Transthyretin (TTR) amyloidosis causes heart failure from cardiac deposition of TTR amyloid fibrils, the by-product of TTR homotetramer disassembly. Wild-type (WT) TTR deposition leads to senile amyloidosis, predominantly manifesting with cardiomyopathy. Missense mutations in the TTR gene result in familial TTR amyloidosis. Certain mutations are more likely to affect the heart, while others cause more neurologic involvement. Extracellular fibril deposition triggers intracellular stress response, upregulation of the inflammatory cascades, apoptosis, and organ dysfunction.

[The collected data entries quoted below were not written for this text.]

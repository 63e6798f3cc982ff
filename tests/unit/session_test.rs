//! Unit tests for login and logout.

use homeroom::slices::{Role, SessionSlice, User};
use homeroom::{AppStore, ColorScheme, Language, MemoryStorage};

#[test]
fn test_logout_clears_session_only() {
    let store = AppStore::new(MemoryStorage::new(), "session-test");
    store.hydrate(|_| {});

    store.set_color_scheme(ColorScheme::Dark);
    store.set_high_contrast(true);
    store.set_language(Language::Vietnamese);
    store.update(|s| {
        s.session.set_logged_in(true);
        s.session.set_role(Some(Role::Parent));
        s.session.set_user(Some(User::new("u7", "Bao", Role::Parent)));
    });

    let theme_before = store.theme_tokens();

    store.update(|s| {
        s.session.set_logged_in(false);
        s.session.set_role(None);
        s.session.set_user(None);
    });

    store.read(|s| {
        assert!(!s.session.is_logged_in());
        assert_eq!(s.session.role(), None);
        assert!(s.session.user().is_none());
        assert_eq!(s.preferences.language(), Language::Vietnamese);
        assert_eq!(s.theme.color_scheme(), ColorScheme::Dark);
        assert!(s.theme.high_contrast());
    });
    assert_eq!(store.theme_tokens(), theme_before);
}

#[test]
fn test_login_sets_role_from_user() {
    let store = AppStore::new(MemoryStorage::new(), "session-test");
    store.hydrate(|_| {});

    store.login(User::new("t1", "Mr. Okafor", Role::Teacher));
    assert!(store.read(|s| s.session.is_logged_in()));
    assert_eq!(store.read(|s| s.session.role()), Some(Role::Teacher));

    store.logout();
    assert_eq!(store.state().session, SessionSlice::default());
}
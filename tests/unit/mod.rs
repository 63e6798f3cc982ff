//! Unit test modules.

mod cache_test;
mod file_store_test;
mod persistence_test;
mod profile_hydration_test;
mod session_test;
mod theme_test;
//! Login status, role, and the current user record.

use serde::{Deserialize, Serialize};
use std::str::FromStr;

/// Account role, a closed set.
#[derive(Debug, Clone, Copy, PartialEq, Eq, Hash, Serialize, Deserialize)]
#[serde(rename_all = "lowercase")]
pub enum Role {
    Admin,
    Teacher,
    Parent,
    Student,
}

impl Role {
    pub fn as_str(&self) -> &'static str {
        match self {
            Role::Admin => "admin",
            Role::Teacher => "teacher",
            Role::Parent => "parent",
            Role::Student => "student",
        }
    }
}

impl std::fmt::Display for Role {
    fn fmt(&self, f: &mut std::fmt::Formatter<'_>) -> std::fmt::Result {
        f.write_str(self.as_str())
    }
}

impl FromStr for Role {
    type Err = RoleParseError;

    fn from_str(s: &str) -> Result<Self, Self::Err> {
        match s.trim().to_lowercase().as_str() {
            "admin" => Ok(Role::Admin),
            "teacher" => Ok(Role::Teacher),
            "parent" => Ok(Role::Parent),
            "student" => Ok(Role::Student),
            _ => Err(RoleParseError(s.to_string())),
        }
    }
}

/// Unknown role tag.
#[derive(Debug, Clone, PartialEq, Eq, thiserror::Error)]
#[error("Unknown role: {0}")]
pub struct RoleParseError(pub String);

/// Authenticated user as returned by the auth service.
#[derive(Debug, Clone, PartialEq, Serialize, Deserialize)]
#[serde(rename_all = "camelCase")]
pub struct User {
    pub id: String,
    pub name: String,
    #[serde(default, skip_serializing_if = "Option::is_none")]
    pub email: Option<String>,
    #[serde(default, skip_serializing_if = "Option::is_none")]
    pub phone: Option<String>,
    pub role: Role,
    #[serde(default, skip_serializing_if = "Option::is_none")]
    pub profile_picture: Option<String>,
}

impl User {
    pub fn new(id: impl Into<String>, name: impl Into<String>, role: Role) -> Self {
        Self {
            id: id.into(),
            name: name.into(),
            email: None,
            phone: None,
            role,
            profile_picture: None,
        }
    }
}

/// Session state. Empty on a fresh install, filled after authentication.
#[derive(Debug, Clone, Default, PartialEq, Serialize, Deserialize)]
pub struct SessionSlice {
    #[serde(default)]
    is_logged_in: bool,
    #[serde(default)]
    role: Option<Role>,
    #[serde(default)]
    user: Option<User>,
}

impl SessionSlice {
    pub fn is_logged_in(&self) -> bool {
        self.is_logged_in
    }

    pub fn role(&self) -> Option<Role> {
        self.role
    }

    pub fn user(&self) -> Option<&User> {
        self.user.as_ref()
    }

    pub fn set_logged_in(&mut self, logged_in: bool) {
        self.is_logged_in = logged_in;
    }

    pub fn set_role(&mut self, role: Option<Role>) {
        self.role = role;
    }

    pub fn set_user(&mut self, user: Option<User>) {
        self.user = user;
    }

    /// Record a successful authentication.
    pub fn login(&mut self, user: User) {
        self.is_logged_in = true;
        self.role = Some(user.role);
        self.user = Some(user);
    }

    /// Clear login flag, role, and user.
    pub fn logout(&mut self) {
        self.set_logged_in(false);
        self.set_role(None);
        self.set_user(None);
    }
}
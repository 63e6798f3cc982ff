//! WCAG contrast helpers used to check the theme palettes.
//!
//! https://www.w3.org/TR/WCAG21/#dfn-contrast-ratio

use egui::Color32;

/// Minimum ratio for body text at level AA.
pub const AA_TEXT: f32 = 4.5;
/// Minimum ratio for body text at level AAA.
pub const AAA_TEXT: f32 = 7.0;

const CHANNEL_WEIGHTS: [f32; 3] = [0.2126, 0.7152, 0.0722];

/// Ratio of the lighter to the darker color's luminance, offset by 0.05.
///
/// Order of the arguments does not matter. Ranges from 1 (identical
/// luminance) to 21.
pub fn contrast_ratio(a: Color32, b: Color32) -> f32 {
    let (la, lb) = (luminance(a), luminance(b));
    (la.max(lb) + 0.05) / (la.min(lb) + 0.05)
}

pub fn meets_aa(text: Color32, background: Color32) -> bool {
    contrast_ratio(text, background) >= AA_TEXT
}

pub fn meets_aaa(text: Color32, background: Color32) -> bool {
    contrast_ratio(text, background) >= AAA_TEXT
}

fn luminance(color: Color32) -> f32 {
    [color.r(), color.g(), color.b()]
        .into_iter()
        .map(srgb_to_linear)
        .zip(CHANNEL_WEIGHTS)
        .map(|(channel, weight)| channel * weight)
        .sum()
}

fn srgb_to_linear(channel: u8) -> f32 {
    let c = f32::from(channel) / 255.0;
    if c <= 0.03928 {
        c / 12.92
    } else {
        ((c + 0.055) / 1.055).powf(2.4)
    }
}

Recent studies suggest that TTR cardiac amyloid may be a significant contributor to the pathogenesis of heart failure with preserved ejection fraction (HFpEF). Summarized in this review are the molecular pathways underlying the cellular toxicity of TTR amyloid fibrils and the emerging therapies aimed at TTR tetramer stabilization, abrogation of TTR synthesis in the liver, or inhibition of amyloidogenesis.

摘要

转甲状腺素蛋白(TTR)淀粉样变性通过TTR淀粉样原纤维(TTR同四聚体分解的副产物)在心脏沉积导致心力衰竭。野生型(WT)TTR沉积导致老年淀粉样变性,主要表现为心肌病。TTR基因的错义突变导致家族性TTR淀粉样变性。某些突变更可能影响心脏,而其他突变则导致更多的神经受累。细胞外原纤维沉积引发细胞内应激反应、炎症级联反应上调、细胞凋亡和器官功能障碍。最近的研究表明,TTR心脏淀粉样变性可能是射血分数保留的心力衰竭(HFpEF)发病机制的重要促成因素。本综述总结了TTR淀粉样原纤维细胞毒性的分子途径以及旨在稳定TTR四聚体、消除肝脏中TTR合成或抑制淀粉样蛋白生成的新兴疗法。